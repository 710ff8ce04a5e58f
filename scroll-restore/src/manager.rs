use alloc::boxed::Box;
use alloc::string::{String, ToString};

use crate::state::on_corrupt_state;
use crate::{
    ChangeWatcher, Diagnostic, HashTargetScroller, HistoryEvent, LocationKey, LocationTracker,
    Offset, PositionStore, RestorationEngine, RestoreOutcome, RetryState, ScrollManagerOptions,
    ScrollRestoration, Scrollable, SessionState, SessionStorage, Transition, Viewport,
    WINDOW_SCROLL_KEY, WatchEvent, WatchId, WatchScope, fragment_id,
};

/// The scroll restoration service.
///
/// Owns the position store, the location tracker and the restoration engine, and wires them
/// to the host's collaborators. It holds no UI objects of its own beyond the handles the host
/// registers. The host drives it by forwarding:
/// - history notifications to [`ScrollManager::handle_history`]
/// - mutation notifications to [`ScrollManager::notify_mutation`]
/// - timer ticks to [`ScrollManager::tick`]
/// - page unload to [`ScrollManager::flush`]
///
/// Lifecycle: construct, [`start`](Self::start), ..., [`stop`](Self::stop). History
/// notifications are ignored while stopped.
pub struct ScrollManager {
    options: ScrollManagerOptions,
    storage: Box<dyn SessionStorage>,
    store: PositionStore,
    tracker: LocationTracker,
    engine: RestorationEngine,
    hash_scroller: Option<HashTargetScroller>,
    /// Fragment targeted by the active navigation, until the next history notification.
    fragment: Option<String>,
    running: bool,
    previous_restoration: Option<ScrollRestoration>,
}

impl ScrollManager {
    /// Creates a manager, loading persisted state from `storage`.
    ///
    /// Unreadable or corrupt state is reported as a diagnostic and replaced by an empty state.
    pub fn new(
        options: ScrollManagerOptions,
        storage: impl SessionStorage + 'static,
        viewport: impl Viewport + 'static,
        watcher: Box<dyn ChangeWatcher>,
        history_length: usize,
    ) -> Self {
        let state = load_state(&options, &storage);
        let (store, active) = PositionStore::from_state(state);
        let tracker = LocationTracker::new(history_length, &store, active);
        let engine = RestorationEngine::new(
            Box::new(viewport),
            watcher,
            options.timeout_ms,
            options.tolerance,
        );
        sdebug!(
            session_key = %options.session_key,
            live = store.live_len(),
            active = tracker.active(),
            "ScrollManager::new"
        );
        Self {
            options,
            storage: Box::new(storage),
            store,
            tracker,
            engine,
            hash_scroller: None,
            fragment: None,
            running: false,
            previous_restoration: None,
        }
    }

    pub fn options(&self) -> &ScrollManagerOptions {
        &self.options
    }

    pub fn is_running(&self) -> bool {
        self.running
    }

    /// Takes over scroll restoration from the platform and starts accepting notifications.
    pub fn start(&mut self) {
        if self.running {
            return;
        }
        self.previous_restoration = self
            .engine
            .viewport_mut()
            .set_scroll_restoration(ScrollRestoration::Manual);
        self.running = true;
    }

    /// Stops accepting notifications, cancels all deferred work and hands scroll restoration
    /// back to the platform.
    pub fn stop(&mut self) {
        if !self.running {
            return;
        }
        self.running = false;
        self.engine.cancel_all();
        self.cancel_hash_scroller();
        if let Some(previous) = self.previous_restoration.take() {
            self.engine.viewport_mut().set_scroll_restoration(previous);
        }
    }

    pub fn active_location(&self) -> &str {
        self.tracker.active()
    }

    pub fn live_locations(&self) -> &[LocationKey] {
        self.store.live_locations()
    }

    pub fn store(&self) -> &PositionStore {
        &self.store
    }

    pub fn tracker(&self) -> &LocationTracker {
        &self.tracker
    }

    pub fn storage(&self) -> &dyn SessionStorage {
        self.storage.as_ref()
    }

    pub fn viewport(&self) -> &dyn Viewport {
        self.engine.viewport()
    }

    pub fn viewport_mut(&mut self) -> &mut dyn Viewport {
        self.engine.viewport_mut()
    }

    pub fn watcher(&self) -> &dyn ChangeWatcher {
        self.engine.watcher()
    }

    pub fn position(&self, location: &str, scroll_key: &str) -> Option<Offset> {
        self.store.load(location, scroll_key)
    }

    pub fn is_restore_pending(&self, scroll_key: &str) -> bool {
        self.engine.is_pending(scroll_key)
    }

    pub fn is_hash_scroll_pending(&self) -> bool {
        self.hash_scroller
            .as_ref()
            .is_some_and(HashTargetScroller::is_pending)
    }

    /// Element id the active navigation scrolls to, if its location carried a fragment.
    ///
    /// Kept after the hash scroll resolves, until the next history notification.
    pub fn hash_target(&self) -> Option<&str> {
        self.fragment.as_deref()
    }

    /// Processes one history notification.
    ///
    /// Order matters: positions are saved under the outgoing location before pruning, and
    /// pruning happens before the incoming key is recorded.
    pub fn handle_history(&mut self, event: &HistoryEvent, now_ms: u64) -> Option<Transition> {
        if !self.running {
            sdebug!("ignoring history notification while stopped");
            return None;
        }
        self.save_positions();
        self.cancel_hash_scroller();
        self.fragment = None;

        let transition = self.tracker.transition(&mut self.store, event);
        if let Some(element_id) = &transition.hash_target {
            self.arm_hash_scroller(element_id, now_ms);
        }
        Some(transition)
    }

    /// Saves `offset` for `scroll_key` under the active location.
    ///
    /// A save always wins: a retry pending for the key is cancelled first.
    pub fn save_position(&mut self, scroll_key: &str, offset: Offset) {
        self.engine.cancel(scroll_key);
        self.store.save(self.tracker.active(), scroll_key, offset);
    }

    /// Saves the viewport and every registered element under the active location.
    pub fn save_positions(&mut self) {
        for (scroll_key, offset) in self.engine.current_offsets() {
            self.save_position(&scroll_key, offset);
        }
    }

    /// Registers an element target and immediately restores it.
    pub fn register_target(
        &mut self,
        scroll_key: &str,
        target: impl Scrollable + 'static,
        now_ms: u64,
    ) -> RestoreOutcome {
        if scroll_key == WINDOW_SCROLL_KEY {
            swarn!(scroll_key, "scroll key is reserved for the viewport");
            return RestoreOutcome::NoTarget;
        }
        self.engine.register_target(scroll_key, Box::new(target));
        self.restore(scroll_key, now_ms)
    }

    /// Drops the handle for `scroll_key`. Stored positions are untouched.
    pub fn unregister_target(&mut self, scroll_key: &str) {
        self.engine.unregister_target(scroll_key);
    }

    /// Restores the stored offset (or zero) for `scroll_key` at the active location.
    ///
    /// The window is not restored while the active navigation targets a fragment.
    pub fn restore(&mut self, scroll_key: &str, now_ms: u64) -> RestoreOutcome {
        if scroll_key == WINDOW_SCROLL_KEY && self.fragment.is_some() {
            strace!(fragment = ?self.fragment, "window restore superseded by fragment");
            return RestoreOutcome::Superseded;
        }
        let location = self.tracker.active();
        let requested = self.store.load(location, scroll_key).unwrap_or_default();
        let outcome = self.engine.restore(location, scroll_key, requested, now_ms);
        if let RestoreOutcome::Unavailable(diagnostic) = &outcome {
            self.options.report(diagnostic.clone());
        }
        outcome
    }

    pub fn restore_window(&mut self, now_ms: u64) -> RestoreOutcome {
        self.restore(WINDOW_SCROLL_KEY, now_ms)
    }

    /// First-mount restore. A fragment (`"#id"`) in the current URL takes precedence over the
    /// stored window position. Returns `None` when the fragment was handled instead.
    pub fn restore_initial(&mut self, hash: Option<&str>, now_ms: u64) -> Option<RestoreOutcome> {
        match hash.and_then(fragment_id) {
            Some(element_id) => {
                self.cancel_hash_scroller();
                self.arm_hash_scroller(element_id, now_ms);
                None
            }
            None => Some(self.restore_window(now_ms)),
        }
    }

    /// Forwards a mutation reported by the host's native observer.
    pub fn notify_mutation(&mut self, scope: WatchScope) {
        let fired = self
            .engine
            .watcher_mut()
            .fired(&WatchEvent::Mutation(scope));
        self.dispatch(&fired);
    }

    /// Advances timers: runs due polls, then expires deferred work past its deadline.
    pub fn tick(&mut self, now_ms: u64) {
        let fired = self.engine.watcher_mut().fired(&WatchEvent::Tick(now_ms));
        self.dispatch(&fired);

        for diagnostic in self.engine.expire(now_ms) {
            self.options.report(diagnostic);
        }

        if let Some(scroller) = self.hash_scroller.as_mut() {
            let state = scroller.on_tick(self.engine.watcher_mut(), now_ms);
            if state == RetryState::TimedOut {
                let element_id = scroller.element_id().to_string();
                self.hash_scroller = None;
                self.options
                    .report(Diagnostic::HashTargetTimedOut { element_id });
            }
        }
    }

    /// Writes the session state back to storage (page unload).
    ///
    /// Best-effort: failures are reported as diagnostics and otherwise ignored.
    pub fn flush(&mut self) {
        self.save_positions();
        let encoded = match self.store.serialize(self.tracker.active()) {
            Ok(encoded) => encoded,
            Err(err) => {
                self.options.report(Diagnostic::EncodeFailed(err.to_string()));
                return;
            }
        };
        if let Err(err) = self.storage.set_item(&self.options.session_key, &encoded) {
            self.options.report(Diagnostic::StorageWriteFailed(err));
        }
    }

    fn dispatch(&mut self, fired: &[WatchId]) {
        if fired.is_empty() {
            return;
        }
        self.engine.on_fired(fired);

        if let Some(scroller) = self.hash_scroller.as_mut() {
            let (viewport, watcher) = self.engine.host_mut();
            if !scroller.on_fired(fired, viewport, watcher).is_pending() {
                self.hash_scroller = None;
            }
        }
    }

    /// Records `element_id` as the active fragment and scrolls to it, waiting for the element
    /// to appear. With retrying disabled the element gets a single attempt.
    fn arm_hash_scroller(&mut self, element_id: &str, now_ms: u64) {
        self.fragment = Some(String::from(element_id));
        if self.options.timeout_ms == 0 {
            if !self.engine.viewport_mut().scroll_into_view(element_id) {
                self.options.report(Diagnostic::HashTargetTimedOut {
                    element_id: String::from(element_id),
                });
            }
            return;
        }
        self.hash_scroller = Some(HashTargetScroller::arm(
            element_id,
            self.engine.watcher_mut(),
            now_ms,
            self.options.timeout_ms,
        ));
    }

    fn cancel_hash_scroller(&mut self) {
        if let Some(mut scroller) = self.hash_scroller.take() {
            scroller.cancel(self.engine.watcher_mut());
        }
    }
}

fn load_state(options: &ScrollManagerOptions, storage: &dyn SessionStorage) -> SessionState {
    let raw = match storage.get_item(&options.session_key) {
        Ok(Some(raw)) => raw,
        Ok(None) => return SessionState::default(),
        Err(err) => {
            options.report(Diagnostic::StorageReadFailed(err));
            return SessionState::default();
        }
    };
    let (state, err) = on_corrupt_state(&raw);
    if let Some(err) = err {
        options.report(Diagnostic::CorruptState(err.to_string()));
    }
    state
}

impl Drop for ScrollManager {
    fn drop(&mut self) {
        self.stop();
    }
}

impl core::fmt::Debug for ScrollManager {
    fn fmt(&self, f: &mut core::fmt::Formatter<'_>) -> core::fmt::Result {
        f.debug_struct("ScrollManager")
            .field("options", &self.options)
            .field("store", &self.store)
            .field("tracker", &self.tracker)
            .field("engine", &self.engine)
            .field("hash_scroller", &self.hash_scroller)
            .field("fragment", &self.fragment)
            .field("running", &self.running)
            .finish_non_exhaustive()
    }
}
use alloc::collections::BTreeMap;
use alloc::string::String;
use alloc::vec::Vec;

use serde::{Deserialize, Serialize};

use crate::{LocationKey, Offset, ScrollKey, StateError, WINDOW_SCROLL_KEY};

/// One stored scroll position as it appears in the session medium.
///
/// The viewport is stored as `{scrollX, scrollY}` and elements as `{scrollLeft, scrollTop}`.
/// Missing axes read back as zero.
#[derive(Clone, Copy, Debug, Default, PartialEq, Serialize, Deserialize)]
pub struct PositionRecord {
    #[serde(rename = "scrollX", skip_serializing_if = "Option::is_none")]
    pub scroll_x: Option<f64>,
    #[serde(rename = "scrollY", skip_serializing_if = "Option::is_none")]
    pub scroll_y: Option<f64>,
    #[serde(rename = "scrollLeft", skip_serializing_if = "Option::is_none")]
    pub scroll_left: Option<f64>,
    #[serde(rename = "scrollTop", skip_serializing_if = "Option::is_none")]
    pub scroll_top: Option<f64>,
}

impl PositionRecord {
    pub fn new(scroll_key: &str, offset: Offset) -> Self {
        if scroll_key == WINDOW_SCROLL_KEY {
            Self {
                scroll_x: Some(offset.x),
                scroll_y: Some(offset.y),
                ..Self::default()
            }
        } else {
            Self {
                scroll_left: Some(offset.x),
                scroll_top: Some(offset.y),
                ..Self::default()
            }
        }
    }

    pub fn offset(&self, scroll_key: &str) -> Offset {
        let (x, y) = if scroll_key == WINDOW_SCROLL_KEY {
            (self.scroll_x, self.scroll_y)
        } else {
            (self.scroll_left, self.scroll_top)
        };
        Offset::new(x.unwrap_or(0.0), y.unwrap_or(0.0))
    }
}

/// Stored positions per location: location key → (scroll key → record).
pub type PositionMap = BTreeMap<LocationKey, BTreeMap<ScrollKey, PositionRecord>>;

/// The persisted session state.
///
/// Layout: `{ positions: {...}, locations: [...], locationKey: "..." }`. Every field is
/// optional on input and unknown fields are ignored.
#[derive(Clone, Debug, Default, PartialEq, Serialize, Deserialize)]
#[serde(default, rename_all = "camelCase")]
pub struct SessionState {
    pub positions: PositionMap,
    pub locations: Vec<LocationKey>,
    #[serde(skip_serializing_if = "Option::is_none")]
    pub location_key: Option<LocationKey>,
}

impl SessionState {
    pub fn decode(raw: &str) -> Result<Self, StateError> {
        serde_json::from_str(raw).map_err(StateError::Decode)
    }

    pub fn encode(&self) -> Result<String, StateError> {
        serde_json::to_string(self).map_err(StateError::Encode)
    }
}

/// Fallback policy for unreadable persisted state: decode `raw`, or start empty.
///
/// The decode error, if any, is handed back so the caller can report it.
pub fn on_corrupt_state(raw: &str) -> (SessionState, Option<StateError>) {
    match SessionState::decode(raw) {
        Ok(state) => (state, None),
        Err(err) => (SessionState::default(), Some(err)),
    }
}
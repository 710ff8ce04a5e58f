use alloc::string::String;

/// Identifies one entry of the navigation history stack.
pub type LocationKey = String;

/// Identifies one scrollable target (the viewport or a registered element).
pub type ScrollKey = String;

/// Location key used for the history entry that was present at load time.
pub const INITIAL_LOCATION_KEY: &str = "initial";

/// Scroll key reserved for the viewport.
pub const WINDOW_SCROLL_KEY: &str = "window";

/// A scroll position.
///
/// For the viewport this is the absolute page offset (`scrollX`/`scrollY`); for elements it is
/// `scrollLeft`/`scrollTop`.
#[derive(Clone, Copy, Debug, Default, PartialEq)]
pub struct Offset {
    pub x: f64,
    pub y: f64,
}

impl Offset {
    pub const ZERO: Self = Self { x: 0.0, y: 0.0 };

    pub fn new(x: f64, y: f64) -> Self {
        Self { x, y }
    }
}

/// A width/height pair, used for both scroll sizes and client sizes.
#[derive(Clone, Copy, Debug, Default, PartialEq)]
pub struct Extent {
    pub width: f64,
    pub height: f64,
}

impl Extent {
    pub fn new(width: f64, height: f64) -> Self {
        Self { width, height }
    }
}

/// How a history entry was reached.
#[derive(Clone, Copy, Debug, PartialEq, Eq)]
pub enum HistoryAction {
    Push,
    Replace,
    /// Back/forward traversal. Never discards entries.
    Pop,
}

/// The subset of a history location the engine cares about.
#[derive(Clone, Debug, Default, PartialEq, Eq)]
pub struct Location {
    pub key: Option<String>,
    /// Fragment including the leading `#`, e.g. `"#section"`.
    pub hash: Option<String>,
}

impl Location {
    pub fn new() -> Self {
        Self::default()
    }

    pub fn with_key(mut self, key: impl Into<String>) -> Self {
        self.key = Some(key.into());
        self
    }

    pub fn with_hash(mut self, hash: impl Into<String>) -> Self {
        self.hash = Some(hash.into());
        self
    }

    /// Key under which positions for this location are stored.
    pub fn location_key(&self) -> LocationKey {
        self.key
            .clone()
            .unwrap_or_else(|| String::from(INITIAL_LOCATION_KEY))
    }

    /// The element id named by the fragment, if the fragment is longer than a bare `#`.
    pub fn fragment_id(&self) -> Option<&str> {
        self.hash.as_deref().and_then(fragment_id)
    }
}

/// Strips the leading `#` from a fragment. Returns `None` for empty or bare fragments.
pub fn fragment_id(hash: &str) -> Option<&str> {
    if hash.len() > 1 {
        hash.get(1..)
    } else {
        None
    }
}

/// One notification from the history source.
///
/// `length` is the history length observed when the notification was emitted.
#[derive(Clone, Debug, PartialEq, Eq)]
pub struct HistoryEvent {
    pub location: Location,
    pub action: HistoryAction,
    pub length: usize,
}

impl HistoryEvent {
    pub fn new(location: Location, action: HistoryAction, length: usize) -> Self {
        Self {
            location,
            action,
            length,
        }
    }
}

/// Native scroll restoration mode of the platform history.
#[derive(Clone, Copy, Debug, PartialEq, Eq)]
pub enum ScrollRestoration {
    Auto,
    Manual,
}
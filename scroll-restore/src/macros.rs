#[cfg(feature = "tracing")]
macro_rules! strace {
    ($($tt:tt)*) => {
        tracing::trace!(target: "scroll_restore", $($tt)*)
    };
}

#[cfg(not(feature = "tracing"))]
macro_rules! strace {
    ($($tt:tt)*) => {};
}

#[cfg(feature = "tracing")]
macro_rules! sdebug {
    ($($tt:tt)*) => {
        tracing::debug!(target: "scroll_restore", $($tt)*)
    };
}

#[cfg(not(feature = "tracing"))]
macro_rules! sdebug {
    ($($tt:tt)*) => {};
}

#[cfg(feature = "tracing")]
macro_rules! swarn {
    ($($tt:tt)*) => {
        tracing::warn!(target: "scroll_restore", $($tt)*)
    };
}

#[cfg(not(feature = "tracing"))]
macro_rules! swarn {
    ($($tt:tt)*) => {};
}
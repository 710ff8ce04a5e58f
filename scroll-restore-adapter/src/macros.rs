#[cfg(feature = "tracing")]
macro_rules! adebug {
    ($($tt:tt)*) => {
        tracing::debug!(target: "scroll_restore_adapter", $($tt)*)
    };
}

#[cfg(not(feature = "tracing"))]
macro_rules! adebug {
    ($($tt:tt)*) => {};
}

#[cfg(feature = "tracing")]
macro_rules! awarn {
    ($($tt:tt)*) => {
        tracing::warn!(target: "scroll_restore_adapter", $($tt)*)
    };
}

#[cfg(not(feature = "tracing"))]
macro_rules! awarn {
    ($($tt:tt)*) => {};
}
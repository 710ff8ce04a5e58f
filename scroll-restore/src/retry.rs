use crate::{ChangeWatcher, WatchId, WatchScope};

/// Lifecycle of a [`RetryableAction`]. Every state but `Pending` is terminal.
#[derive(Clone, Copy, Debug, PartialEq, Eq)]
pub enum RetryState {
    Pending,
    Succeeded,
    TimedOut,
    /// Superseded by newer intent. Never reported as a failure.
    Cancelled,
}

impl RetryState {
    pub fn is_pending(self) -> bool {
        self == Self::Pending
    }
}

/// A time-bounded wait that re-runs an attempt whenever the watched scope changes.
///
/// The attempt is supplied per notification (see [`RetryableAction::on_change`]) so the action
/// never borrows the target it retries against. The watch is released on every terminal
/// transition; the deadline is checked by [`RetryableAction::on_tick`].
#[derive(Clone, Debug, PartialEq, Eq)]
pub struct RetryableAction {
    watch: Option<WatchId>,
    deadline_ms: u64,
    state: RetryState,
}

impl RetryableAction {
    pub fn start(
        watcher: &mut dyn ChangeWatcher,
        scope: WatchScope,
        now_ms: u64,
        timeout_ms: u64,
    ) -> Self {
        let watch = watcher.watch(scope, now_ms, timeout_ms);
        Self {
            watch: Some(watch),
            deadline_ms: now_ms.saturating_add(timeout_ms),
            state: RetryState::Pending,
        }
    }

    pub fn state(&self) -> RetryState {
        self.state
    }

    pub fn is_pending(&self) -> bool {
        self.state.is_pending()
    }

    pub fn watch_id(&self) -> Option<WatchId> {
        self.watch
    }

    pub fn deadline_ms(&self) -> u64 {
        self.deadline_ms
    }

    /// Handles a change notification: re-runs `attempt` while pending and succeeds on the
    /// first `true`.
    pub fn on_change(
        &mut self,
        watcher: &mut dyn ChangeWatcher,
        attempt: impl FnOnce() -> bool,
    ) -> RetryState {
        if self.is_pending() && attempt() {
            self.resolve(watcher, RetryState::Succeeded);
        }
        self.state
    }

    /// Times the action out once `now_ms` reaches the deadline.
    pub fn on_tick(&mut self, watcher: &mut dyn ChangeWatcher, now_ms: u64) -> RetryState {
        if self.is_pending() && now_ms >= self.deadline_ms {
            self.resolve(watcher, RetryState::TimedOut);
        }
        self.state
    }

    /// Cancels a pending action. Returns `false` (and does nothing) if already resolved.
    pub fn cancel(&mut self, watcher: &mut dyn ChangeWatcher) -> bool {
        if !self.is_pending() {
            return false;
        }
        self.resolve(watcher, RetryState::Cancelled);
        true
    }

    fn resolve(&mut self, watcher: &mut dyn ChangeWatcher, state: RetryState) {
        debug_assert!(self.is_pending(), "RetryableAction resolved twice");
        if let Some(id) = self.watch.take() {
            watcher.unwatch(id);
        }
        self.state = state;
    }
}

--*--

• Task objective
When the word "ScrollRestoration" occurs in a line above, list that line.

• Your response
    ScrollRestoration, Scrollable, SessionState, SessionStorage, Transition, Viewport,
    previous_restoration: Option<ScrollRestoration>,
            .set_scroll_restoration(ScrollRestoration::Manual);
pub enum ScrollRestoration {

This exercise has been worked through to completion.